If so, it will be a profound change of economic direction for much of the rich world. Since 1985, trade union membership has halved on average in OECD countries, while coverage of collective agreements signed at national, sectoral or company level has decreased by a third. At the same time, workers took a smaller portion of the pie. Real median wage growth has not been able to keep pace with productivity growth averaging over 24 OECD countries over the past two decades.

But the pandemic has a shortage of workers in many countries that have caught employers off guard. Migrants returned to their homelands, older people retired early, and childcare or health problems led to others leaving the labor market.

Workers tried to capitalize on their sudden scarcity value. In the US, union workers have launched a series of strikes, from John Deere to Kellogg. Workers also began trying to organize in low-paid sectors without a history of union presence, from Starbucks to Amazon. In the UK, the percentage of unionized workers has started to climb higher after decades of decline. Workers are also finding new ways to fight for what they want. Organize, a UK-based workers’ campaign platform, now has more than 1 million members after growing rapidly through the pandemic.

Policymakers in some countries are trying to help tip the balance. U.S. President Joe Biden has vowed to be “the most pro-union president you’ve ever seen” and wants to pass legislation to make it easier for them to organize. The European Commission has published draft legislation that he says will put an end to businesses in the economy that mistakenly classify people as “self-employed” to prevent them from giving workers’ rights and protection.
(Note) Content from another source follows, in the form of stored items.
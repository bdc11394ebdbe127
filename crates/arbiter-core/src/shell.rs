//! Process shell: runs the arbitration loop until a shutdown trigger fires,
//! then unwatches and waits for the loop to drain.

use anyhow::{anyhow, Result};
use std::future::Future;
use std::sync::Arc;
use tracing::{info, warn};

use crate::arbiter::ArbitrationLoop;

pub struct OracleShell {
    arbiter: Arc<ArbitrationLoop>,
}

impl OracleShell {
    pub fn new(arbiter: Arc<ArbitrationLoop>) -> Self {
        Self { arbiter }
    }

    pub fn arbiter(&self) -> &Arc<ArbitrationLoop> {
        &self.arbiter
    }

    /// Run until `shutdown` completes
    pub async fn run_until<F>(self, shutdown: F) -> Result<()>
    where
        F: Future<Output = ()>,
    {
        let mut task = {
            let arbiter = self.arbiter.clone();
            tokio::spawn(async move { arbiter.run().await })
        };

        tokio::select! {
            _ = shutdown => {
                info!("Shutdown requested, draining arbitration loop");
            }
            result = &mut task => {
                // run() only returns once unwatched
                return result.map_err(|e| anyhow!("Arbitration loop task failed: {}", e));
            }
        }

        self.arbiter.unwatch();
        task.await
            .map_err(|e| anyhow!("Arbitration loop task failed: {}", e))?;
        info!("Oracle stopped");
        Ok(())
    }

    /// Run until SIGINT or SIGTERM
    pub async fn run_until_signal(self) -> Result<()> {
        self.run_until(shutdown_signal()).await
    }
}

#[cfg(unix)]
async fn shutdown_signal() {
    use tokio::signal::unix::{signal, SignalKind};

    let (mut sigterm, mut sigint) = match (
        signal(SignalKind::terminate()),
        signal(SignalKind::interrupt()),
    ) {
        (Ok(term), Ok(int)) => (term, int),
        (Err(e), _) | (_, Err(e)) => {
            warn!("Failed to register signal handlers ({}), using ctrl-c", e);
            if let Err(e) = tokio::signal::ctrl_c().await {
                warn!("Failed to listen for ctrl-c: {}", e);
                std::future::pending::<()>().await;
            }
            return;
        }
    };

    tokio::select! {
        _ = sigterm.recv() => {
            info!("Received SIGTERM");
        }
        _ = sigint.recv() => {
            info!("Received SIGINT");
        }
    }
}

#[cfg(not(unix))]
async fn shutdown_signal() {
    if let Err(e) = tokio::signal::ctrl_c().await {
        warn!("Failed to listen for ctrl-c: {}", e);
        std::future::pending::<()>().await;
    }
    info!("Received ctrl-c");
}

#[cfg(test)]
mod tests {
    use super::*;
    use crate::config::OracleConfig;
    use crate::ledger::InMemoryLedger;
    use crate::provider::{Backend, ProviderDescriptor, ProviderRouter};
    use crate::types::Address;
    use async_trait::async_trait;
    use std::time::Duration;

    struct Never;

    #[async_trait]
    impl Backend for Never {
        async fn complete(&self, _: &str, _: &str, _: &str) -> anyhow::Result<String> {
            Ok("false".into())
        }
    }

    fn arbiter() -> Arc<ArbitrationLoop> {
        let mut router = ProviderRouter::new(Duration::from_secs(1));
        router
            .add_backend(ProviderDescriptor::new("stub"), Arc::new(Never))
            .unwrap();
        let config = OracleConfig {
            poll_interval_ms: 10,
            ..OracleConfig::new(Address([2; 20]))
        };
        Arc::new(
            ArbitrationLoop::new(Arc::new(InMemoryLedger::new()), Arc::new(router), config).unwrap(),
        )
    }

    #[tokio::test]
    async fn test_run_until_immediate_shutdown() {
        let arbiter = arbiter();
        let shell = OracleShell::new(arbiter.clone());
        tokio::time::timeout(Duration::from_secs(1), shell.run_until(async {}))
            .await
            .expect("shell did not stop")
            .unwrap();
        assert!(!arbiter.is_watching());
    }

    #[tokio::test]
    async fn test_run_until_after_cycles() {
        let arbiter = arbiter();
        let shell = OracleShell::new(arbiter.clone());
        let shutdown = tokio::time::sleep(Duration::from_millis(50));
        shell.run_until(shutdown).await.unwrap();
        assert!(!arbiter.is_watching());
    }
}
Move slowly demographic factors can also contribute. Some economists believe that a global influx of workers will end in recent decades as population growth slows and the global share of working-age people begins to shrink. This can boost wage growth by making staff relatively harder to find.

Alternatively, workers may find that their moment of leverage is short-lived. More jobs and tasks are likely to become susceptible to automation as robotics and artificial intelligence improve. The rise of remote work and crowd platforms, which divide work into small tasks, could lead to a new wave of globalization hitting white-collar workers in the industrialized world.

Increase use of algorithms hiring, assessing and monitoring workers is already beginning to feel disempowering for those on the receiving end. Gig workers driven by algorithms told this news organization how frustrating it is to be disciplined by machines that cannot be appealed to or questioned.

Whether the balance of power between capital and labor changed for good or not, the pandemic was instructive for both sides. Employers have discovered that staff availability is not a given, but a business risk to reduce against. Many pay more attention to recruitment and retention, and not just in the professional world. And a new generation of workers, from shelf stackers to delivery managers, have learned how essential they really are.